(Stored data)
● ● ● ● ●

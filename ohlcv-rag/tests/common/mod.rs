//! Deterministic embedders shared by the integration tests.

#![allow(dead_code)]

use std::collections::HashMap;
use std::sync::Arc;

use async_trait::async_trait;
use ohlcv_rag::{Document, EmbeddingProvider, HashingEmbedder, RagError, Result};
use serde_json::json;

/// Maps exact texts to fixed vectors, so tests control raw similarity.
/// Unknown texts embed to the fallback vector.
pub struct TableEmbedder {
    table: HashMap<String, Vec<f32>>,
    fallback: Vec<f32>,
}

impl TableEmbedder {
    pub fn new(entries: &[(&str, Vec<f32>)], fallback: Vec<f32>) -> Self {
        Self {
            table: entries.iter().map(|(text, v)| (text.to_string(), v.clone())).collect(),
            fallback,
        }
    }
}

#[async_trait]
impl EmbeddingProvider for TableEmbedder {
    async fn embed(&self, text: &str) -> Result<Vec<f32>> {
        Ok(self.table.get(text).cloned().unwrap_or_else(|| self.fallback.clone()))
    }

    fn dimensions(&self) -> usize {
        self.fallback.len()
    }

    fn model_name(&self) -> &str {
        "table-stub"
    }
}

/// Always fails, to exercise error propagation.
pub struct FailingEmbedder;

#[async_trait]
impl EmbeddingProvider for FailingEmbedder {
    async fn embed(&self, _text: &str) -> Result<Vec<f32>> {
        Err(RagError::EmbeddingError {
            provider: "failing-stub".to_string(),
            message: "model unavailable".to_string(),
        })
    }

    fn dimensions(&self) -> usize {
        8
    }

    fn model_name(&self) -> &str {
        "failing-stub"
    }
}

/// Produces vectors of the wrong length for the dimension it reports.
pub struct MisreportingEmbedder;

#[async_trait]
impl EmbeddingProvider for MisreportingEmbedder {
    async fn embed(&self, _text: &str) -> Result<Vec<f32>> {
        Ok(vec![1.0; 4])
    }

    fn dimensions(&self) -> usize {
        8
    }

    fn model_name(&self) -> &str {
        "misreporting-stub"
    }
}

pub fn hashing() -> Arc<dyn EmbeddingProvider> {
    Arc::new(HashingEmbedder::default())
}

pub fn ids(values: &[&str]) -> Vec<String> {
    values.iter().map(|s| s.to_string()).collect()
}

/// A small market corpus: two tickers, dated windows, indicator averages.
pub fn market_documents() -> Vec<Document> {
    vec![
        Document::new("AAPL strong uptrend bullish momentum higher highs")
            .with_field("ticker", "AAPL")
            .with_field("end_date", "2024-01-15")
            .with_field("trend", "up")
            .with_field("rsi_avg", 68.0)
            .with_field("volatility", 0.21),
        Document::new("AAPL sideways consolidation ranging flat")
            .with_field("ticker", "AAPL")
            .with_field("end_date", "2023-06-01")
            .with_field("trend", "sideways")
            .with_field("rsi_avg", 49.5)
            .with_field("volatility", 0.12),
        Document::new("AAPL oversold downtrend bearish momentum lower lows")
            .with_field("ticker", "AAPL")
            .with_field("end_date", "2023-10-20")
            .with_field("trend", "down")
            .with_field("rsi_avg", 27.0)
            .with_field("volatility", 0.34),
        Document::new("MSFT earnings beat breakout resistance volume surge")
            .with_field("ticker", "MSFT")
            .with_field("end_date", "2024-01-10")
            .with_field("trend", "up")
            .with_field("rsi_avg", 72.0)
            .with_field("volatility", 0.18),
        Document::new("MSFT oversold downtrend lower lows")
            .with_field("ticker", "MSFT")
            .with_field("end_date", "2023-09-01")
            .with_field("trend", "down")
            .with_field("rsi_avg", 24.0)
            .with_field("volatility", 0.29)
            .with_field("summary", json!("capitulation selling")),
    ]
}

● ● ● ● ●

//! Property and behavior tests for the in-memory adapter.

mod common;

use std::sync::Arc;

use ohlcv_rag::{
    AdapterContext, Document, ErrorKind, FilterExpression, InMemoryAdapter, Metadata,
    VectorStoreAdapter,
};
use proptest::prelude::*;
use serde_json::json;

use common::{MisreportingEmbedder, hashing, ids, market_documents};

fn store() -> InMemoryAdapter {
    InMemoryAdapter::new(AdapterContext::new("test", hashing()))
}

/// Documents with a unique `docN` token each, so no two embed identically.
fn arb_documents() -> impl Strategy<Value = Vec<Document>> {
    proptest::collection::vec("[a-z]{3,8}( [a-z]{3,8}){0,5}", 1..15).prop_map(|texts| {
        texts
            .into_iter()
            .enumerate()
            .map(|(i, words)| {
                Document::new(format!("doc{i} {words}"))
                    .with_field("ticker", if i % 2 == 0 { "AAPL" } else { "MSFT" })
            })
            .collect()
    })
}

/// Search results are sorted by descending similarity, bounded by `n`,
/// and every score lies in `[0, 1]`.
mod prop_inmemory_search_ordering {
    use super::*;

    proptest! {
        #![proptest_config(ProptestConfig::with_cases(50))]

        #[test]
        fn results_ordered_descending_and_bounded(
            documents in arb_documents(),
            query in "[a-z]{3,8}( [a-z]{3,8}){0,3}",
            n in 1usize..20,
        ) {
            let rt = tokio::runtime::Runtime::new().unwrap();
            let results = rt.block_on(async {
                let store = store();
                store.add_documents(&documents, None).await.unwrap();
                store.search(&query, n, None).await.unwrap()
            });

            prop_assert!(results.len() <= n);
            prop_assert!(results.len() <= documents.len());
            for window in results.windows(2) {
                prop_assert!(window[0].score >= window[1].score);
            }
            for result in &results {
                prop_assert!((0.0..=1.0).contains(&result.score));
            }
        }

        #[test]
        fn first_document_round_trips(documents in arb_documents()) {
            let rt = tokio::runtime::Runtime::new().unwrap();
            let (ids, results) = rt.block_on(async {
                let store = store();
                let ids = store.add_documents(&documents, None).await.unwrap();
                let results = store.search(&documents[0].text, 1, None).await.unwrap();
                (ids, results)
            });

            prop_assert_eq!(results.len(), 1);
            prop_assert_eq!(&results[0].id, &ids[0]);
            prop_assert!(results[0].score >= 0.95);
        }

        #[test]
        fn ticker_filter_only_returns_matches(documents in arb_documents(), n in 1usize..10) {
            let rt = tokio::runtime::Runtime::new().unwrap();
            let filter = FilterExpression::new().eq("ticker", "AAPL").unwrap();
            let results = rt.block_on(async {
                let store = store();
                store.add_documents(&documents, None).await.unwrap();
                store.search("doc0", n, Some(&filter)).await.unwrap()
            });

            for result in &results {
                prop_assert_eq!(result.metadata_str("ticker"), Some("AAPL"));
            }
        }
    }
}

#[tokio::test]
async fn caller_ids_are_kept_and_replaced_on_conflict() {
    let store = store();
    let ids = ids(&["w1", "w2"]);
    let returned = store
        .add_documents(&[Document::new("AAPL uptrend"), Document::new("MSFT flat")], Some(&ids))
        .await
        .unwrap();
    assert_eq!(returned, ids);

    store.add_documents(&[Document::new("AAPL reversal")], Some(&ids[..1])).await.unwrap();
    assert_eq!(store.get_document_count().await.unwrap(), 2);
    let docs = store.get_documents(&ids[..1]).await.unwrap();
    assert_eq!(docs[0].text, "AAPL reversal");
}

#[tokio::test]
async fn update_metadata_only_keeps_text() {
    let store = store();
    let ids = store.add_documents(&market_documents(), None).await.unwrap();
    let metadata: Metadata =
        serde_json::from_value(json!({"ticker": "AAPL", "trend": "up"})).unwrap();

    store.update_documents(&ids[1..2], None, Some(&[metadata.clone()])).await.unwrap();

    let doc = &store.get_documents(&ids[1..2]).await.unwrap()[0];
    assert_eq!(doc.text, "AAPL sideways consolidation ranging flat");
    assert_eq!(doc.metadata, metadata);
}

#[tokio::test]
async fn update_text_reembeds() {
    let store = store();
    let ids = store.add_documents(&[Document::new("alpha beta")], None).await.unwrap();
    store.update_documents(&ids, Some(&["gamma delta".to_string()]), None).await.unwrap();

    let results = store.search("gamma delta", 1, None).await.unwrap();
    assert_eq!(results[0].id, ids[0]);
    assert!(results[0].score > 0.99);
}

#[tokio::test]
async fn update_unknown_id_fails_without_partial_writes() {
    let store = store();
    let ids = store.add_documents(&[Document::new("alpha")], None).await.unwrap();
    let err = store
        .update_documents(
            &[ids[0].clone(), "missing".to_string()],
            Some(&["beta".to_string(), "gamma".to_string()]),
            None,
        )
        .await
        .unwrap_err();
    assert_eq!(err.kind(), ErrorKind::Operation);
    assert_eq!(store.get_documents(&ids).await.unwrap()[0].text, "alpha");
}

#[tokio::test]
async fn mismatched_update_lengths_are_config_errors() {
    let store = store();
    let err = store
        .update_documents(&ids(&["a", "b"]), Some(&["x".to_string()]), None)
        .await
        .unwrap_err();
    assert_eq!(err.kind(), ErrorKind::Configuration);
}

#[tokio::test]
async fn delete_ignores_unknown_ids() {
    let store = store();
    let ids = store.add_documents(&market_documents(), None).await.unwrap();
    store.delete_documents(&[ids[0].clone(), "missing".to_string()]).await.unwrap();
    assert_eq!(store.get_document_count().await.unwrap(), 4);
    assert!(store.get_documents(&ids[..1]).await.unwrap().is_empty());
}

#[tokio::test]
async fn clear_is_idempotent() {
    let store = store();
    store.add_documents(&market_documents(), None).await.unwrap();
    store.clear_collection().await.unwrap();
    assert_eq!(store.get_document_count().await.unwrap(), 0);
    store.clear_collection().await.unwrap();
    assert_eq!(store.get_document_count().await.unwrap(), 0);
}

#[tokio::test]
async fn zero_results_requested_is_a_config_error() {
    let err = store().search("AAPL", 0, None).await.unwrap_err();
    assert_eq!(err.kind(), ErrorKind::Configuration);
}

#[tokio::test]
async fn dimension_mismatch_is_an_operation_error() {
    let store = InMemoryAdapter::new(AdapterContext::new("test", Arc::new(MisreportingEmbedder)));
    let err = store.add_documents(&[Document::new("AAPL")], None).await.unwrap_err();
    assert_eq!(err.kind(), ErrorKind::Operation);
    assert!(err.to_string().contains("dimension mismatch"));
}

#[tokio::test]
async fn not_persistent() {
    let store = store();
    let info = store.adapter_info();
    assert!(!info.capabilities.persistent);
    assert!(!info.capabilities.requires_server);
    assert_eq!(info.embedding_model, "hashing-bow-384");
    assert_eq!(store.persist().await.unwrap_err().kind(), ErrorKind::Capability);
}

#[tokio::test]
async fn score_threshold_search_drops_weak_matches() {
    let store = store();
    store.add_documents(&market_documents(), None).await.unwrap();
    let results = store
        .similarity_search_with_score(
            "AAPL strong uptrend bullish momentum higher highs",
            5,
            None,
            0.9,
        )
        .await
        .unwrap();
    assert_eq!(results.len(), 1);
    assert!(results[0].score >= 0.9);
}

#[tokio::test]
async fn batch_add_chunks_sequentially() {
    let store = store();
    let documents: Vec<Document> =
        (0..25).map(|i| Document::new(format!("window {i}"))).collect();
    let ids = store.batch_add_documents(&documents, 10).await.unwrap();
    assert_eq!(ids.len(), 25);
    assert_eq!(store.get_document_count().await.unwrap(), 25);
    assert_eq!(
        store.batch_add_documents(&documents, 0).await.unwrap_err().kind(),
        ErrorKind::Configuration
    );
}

● ● ● ● ●

Exercise instructions: Count how many lines of the entries contain the word "tests"; only the number should appear in the reply.

The completed task: 4